Exercise directions – Set down, character for character, everything in the records below from the line holding "use tokio_rustls::TlsAcceptor;" down to the line holding "file is missing.", and no other line.

##### Supplied information #####

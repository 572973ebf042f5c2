use crate::error::CertificateError;
use rcgen::{CertificateParams, DistinguishedName, DnType, KeyPair, RsaKeySize, PKCS_RSA_SHA256};
use rustls::pki_types::{CertificateDer, PrivateKeyDer};
use std::fs::{self, File};
use std::io::BufReader;
use std::path::Path;
use std::sync::Arc;
use tokio_rustls::TlsAcceptor;
use tracing::info;

const CERT_VALIDITY_DAYS: i64 = 365;
const CERT_SUBJECT: &str = "localhost";

/// Builds the STARTTLS acceptor, generating a self-signed pair first if either
/// PEM file is missing.
pub fn load_or_generate(cert_path: &Path, key_path: &Path) -> Result<TlsAcceptor, CertificateError> {
    if cert_path.exists() && key_path.exists() {
        info!("Loading TLS certificate from {}", cert_path.display());
    } else {
        generate_self_signed(cert_path, key_path)?;
    }

    let certs = load_certs(cert_path)?;
    let key = load_key(key_path)?;

    let config = rustls::ServerConfig::builder_with_provider(Arc::new(
        rustls::crypto::ring::default_provider(),
    ))
    .with_safe_default_protocol_versions()?
    .with_no_client_auth()
    .with_single_cert(certs, key)?;

    Ok(TlsAcceptor::from(Arc::new(config)))
}

/// Writes a fresh `CN=localhost` certificate valid for a year, plus its
/// 4096-bit RSA key. Generating the key takes a noticeable moment.
pub fn generate_self_signed(cert_path: &Path, key_path: &Path) -> Result<(), CertificateError> {
    let mut params = CertificateParams::new(vec![CERT_SUBJECT.to_string()])?;
    let mut subject = DistinguishedName::new();
    subject.push(DnType::CommonName, CERT_SUBJECT);
    params.distinguished_name = subject;

    let now = time::OffsetDateTime::now_utc();
    params.not_before = now;
    params.not_after = now + time::Duration::days(CERT_VALIDITY_DAYS);

    let key_pair = KeyPair::generate_rsa_for(&PKCS_RSA_SHA256, RsaKeySize::_4096)?;
    let cert = params.self_signed(&key_pair)?;

    for path in [cert_path, key_path] {
        if let Some(dir) = path.parent().filter(|d| !d.as_os_str().is_empty()) {
            fs::create_dir_all(dir).map_err(|source| CertificateError::Io {
                path: dir.to_path_buf(),
                source,
            })?;
        }
    }
    write_pem(cert_path, &cert.pem())?;
    write_pem(key_path, &key_pair.serialize_pem())?;

    info!("Generated self-signed certificate at {}", cert_path.display());
    Ok(())
}

fn write_pem(path: &Path, pem: &str) -> Result<(), CertificateError> {
    fs::write(path, pem).map_err(|source| CertificateError::Io {
        path: path.to_path_buf(),
        source,
    })
}

fn open(path: &Path) -> Result<BufReader<File>, CertificateError> {
    File::open(path)
        .map(BufReader::new)
        .map_err(|source| CertificateError::Io {
            path: path.to_path_buf(),
            source,
        })
}

pub fn load_certs(path: &Path) -> Result<Vec<CertificateDer<'static>>, CertificateError> {
    let mut reader = open(path)?;
    let certs = rustls_pemfile::certs(&mut reader)
        .collect::<Result<Vec<_>, _>>()
        .map_err(|source| CertificateError::Io {
            path: path.to_path_buf(),
            source,
        })?;

    if certs.is_empty() {
        return Err(CertificateError::MissingCertificate(path.to_path_buf()));
    }
    Ok(certs)
}

fn load_key(path: &Path) -> Result<PrivateKeyDer<'static>, CertificateError> {
    let mut reader = open(path)?;
    rustls_pemfile::private_key(&mut reader)
        .map_err(|source| CertificateError::Io {
            path: path.to_path_buf(),
            source,
        })?
        .ok_or_else(|| CertificateError::MissingKey(path.to_path_buf()))
}

#[cfg(test)]
mod tests {
    use super::*;

    #[test]
    fn generates_missing_pair_then_reuses_it() {
        let dir = tempfile::tempdir().unwrap();
        let cert = dir.path().join("nested/cert.pem");
        let key = dir.path().join("nested/key.pem");

        load_or_generate(&cert, &key).unwrap();
        assert!(cert.exists());
        assert!(key.exists());

        let first = fs::read_to_string(&cert).unwrap();
        load_or_generate(&cert, &key).unwrap();
        assert_eq!(fs::read_to_string(&cert).unwrap(), first);
    }

    #[test]
    fn generated_key_is_rsa_4096() {
        let dir = tempfile::tempdir().unwrap();
        let cert = dir.path().join("cert.pem");
        let key = dir.path().join("key.pem");
        generate_self_signed(&cert, &key).unwrap();

        let key_pair = KeyPair::from_pem(&fs::read_to_string(&key).unwrap()).unwrap();
        assert_eq!(key_pair.algorithm(), &PKCS_RSA_SHA256);
        // PKCS#8 DER of a 4096-bit RSA key is ~2.3 KiB; 2048-bit is ~1.2 KiB.
        assert!(key_pair.serialized_der().len() > 2000);
        assert!(!load_certs(&cert).unwrap().is_empty());
    }

    #[test]
    fn regenerates_when_key_is_missing() {
        let dir = tempfile::tempdir().unwrap();
        let cert = dir.path().join("cert.pem");
        let key = dir.path().join("key.pem");
        fs::write(&cert, "stale").unwrap();

        load_or_generate(&cert, &key).unwrap();
        assert!(fs::read_to_string(&cert).unwrap().contains("BEGIN CERTIFICATE"));
        assert!(key.exists());
    }

    #[test]
    fn garbage_certificate_is_rejected() {
        let dir = tempfile::tempdir().unwrap();
        let cert = dir.path().join("cert.pem");
        let key = dir.path().join("key.pem");
        fs::write(&cert, "not a certificate").unwrap();
        fs::write(&key, "not a key").unwrap();

        let result = load_or_generate(&cert, &key);
        assert!(matches!(result, Err(CertificateError::MissingCertificate(_))));
    }
}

#####

Answer box –
use tokio_rustls::TlsAcceptor;
use tracing::info;

const CERT_VALIDITY_DAYS: i64 = 365;
const CERT_SUBJECT: &str = "localhost";

/// Builds the STARTTLS acceptor, generating a self-signed pair first if either
/// PEM file is missing.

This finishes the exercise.